PROBLEM – Below are some entries. Copy each line in them that holds "facade".

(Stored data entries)
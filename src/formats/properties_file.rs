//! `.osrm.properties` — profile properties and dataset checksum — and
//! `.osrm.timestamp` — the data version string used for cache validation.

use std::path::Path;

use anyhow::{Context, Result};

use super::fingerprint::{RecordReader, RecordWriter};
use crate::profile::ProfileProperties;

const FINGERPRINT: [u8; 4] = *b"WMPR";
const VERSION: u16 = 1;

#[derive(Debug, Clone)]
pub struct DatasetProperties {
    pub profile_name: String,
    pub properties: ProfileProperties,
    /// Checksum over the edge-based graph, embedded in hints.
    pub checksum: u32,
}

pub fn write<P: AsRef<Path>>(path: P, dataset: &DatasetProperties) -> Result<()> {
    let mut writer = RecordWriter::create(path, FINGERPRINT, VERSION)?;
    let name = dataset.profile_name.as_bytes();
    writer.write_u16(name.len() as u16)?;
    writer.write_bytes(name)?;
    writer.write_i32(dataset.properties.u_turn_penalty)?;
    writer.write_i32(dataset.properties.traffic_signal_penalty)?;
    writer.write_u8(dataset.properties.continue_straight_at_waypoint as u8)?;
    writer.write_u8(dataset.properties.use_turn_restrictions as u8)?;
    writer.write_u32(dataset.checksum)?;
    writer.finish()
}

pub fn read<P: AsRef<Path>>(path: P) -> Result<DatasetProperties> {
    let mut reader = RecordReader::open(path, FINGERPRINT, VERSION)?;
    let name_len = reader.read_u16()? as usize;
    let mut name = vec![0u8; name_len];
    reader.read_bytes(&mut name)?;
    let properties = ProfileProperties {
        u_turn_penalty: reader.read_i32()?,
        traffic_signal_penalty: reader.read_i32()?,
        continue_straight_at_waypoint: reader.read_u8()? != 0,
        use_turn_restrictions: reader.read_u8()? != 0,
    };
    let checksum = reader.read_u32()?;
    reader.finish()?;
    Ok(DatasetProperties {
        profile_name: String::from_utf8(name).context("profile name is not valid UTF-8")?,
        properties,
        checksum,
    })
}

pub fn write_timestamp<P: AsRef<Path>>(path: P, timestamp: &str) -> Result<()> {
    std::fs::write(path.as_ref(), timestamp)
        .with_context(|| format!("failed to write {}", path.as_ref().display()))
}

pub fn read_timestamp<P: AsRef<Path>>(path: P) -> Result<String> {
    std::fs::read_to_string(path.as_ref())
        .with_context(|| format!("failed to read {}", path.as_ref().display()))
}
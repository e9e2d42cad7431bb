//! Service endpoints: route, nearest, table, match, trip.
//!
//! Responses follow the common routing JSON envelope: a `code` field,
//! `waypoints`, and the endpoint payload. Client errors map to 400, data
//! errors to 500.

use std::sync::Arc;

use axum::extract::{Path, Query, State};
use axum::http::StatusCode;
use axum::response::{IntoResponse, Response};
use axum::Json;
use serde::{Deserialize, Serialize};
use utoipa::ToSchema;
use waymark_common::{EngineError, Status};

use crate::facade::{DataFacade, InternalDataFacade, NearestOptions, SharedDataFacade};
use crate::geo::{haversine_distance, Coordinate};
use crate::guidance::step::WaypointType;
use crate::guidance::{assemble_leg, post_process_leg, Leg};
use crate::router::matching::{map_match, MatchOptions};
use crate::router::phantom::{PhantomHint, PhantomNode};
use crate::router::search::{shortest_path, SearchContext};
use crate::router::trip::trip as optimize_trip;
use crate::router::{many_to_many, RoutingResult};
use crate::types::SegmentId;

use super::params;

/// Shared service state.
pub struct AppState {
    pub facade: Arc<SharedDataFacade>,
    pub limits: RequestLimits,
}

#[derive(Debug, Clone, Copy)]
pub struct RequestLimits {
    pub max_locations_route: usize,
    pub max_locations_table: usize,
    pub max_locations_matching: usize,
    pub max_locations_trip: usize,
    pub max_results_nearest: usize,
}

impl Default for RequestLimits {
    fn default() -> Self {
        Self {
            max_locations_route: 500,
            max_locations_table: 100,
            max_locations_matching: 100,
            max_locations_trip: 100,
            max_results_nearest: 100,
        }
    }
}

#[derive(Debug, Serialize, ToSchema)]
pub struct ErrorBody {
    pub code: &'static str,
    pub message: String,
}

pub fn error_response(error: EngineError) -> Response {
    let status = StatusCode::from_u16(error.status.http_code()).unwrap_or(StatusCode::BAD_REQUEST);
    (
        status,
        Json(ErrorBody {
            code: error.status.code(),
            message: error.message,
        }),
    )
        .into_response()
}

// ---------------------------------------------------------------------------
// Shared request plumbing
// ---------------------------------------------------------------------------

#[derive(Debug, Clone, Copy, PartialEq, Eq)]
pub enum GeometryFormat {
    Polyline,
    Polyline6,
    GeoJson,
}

SOLVED PROBLEM –
use crate::facade::{DataFacade, InternalDataFacade, NearestOptions, SharedDataFacade};
    pub facade: Arc<SharedDataFacade>,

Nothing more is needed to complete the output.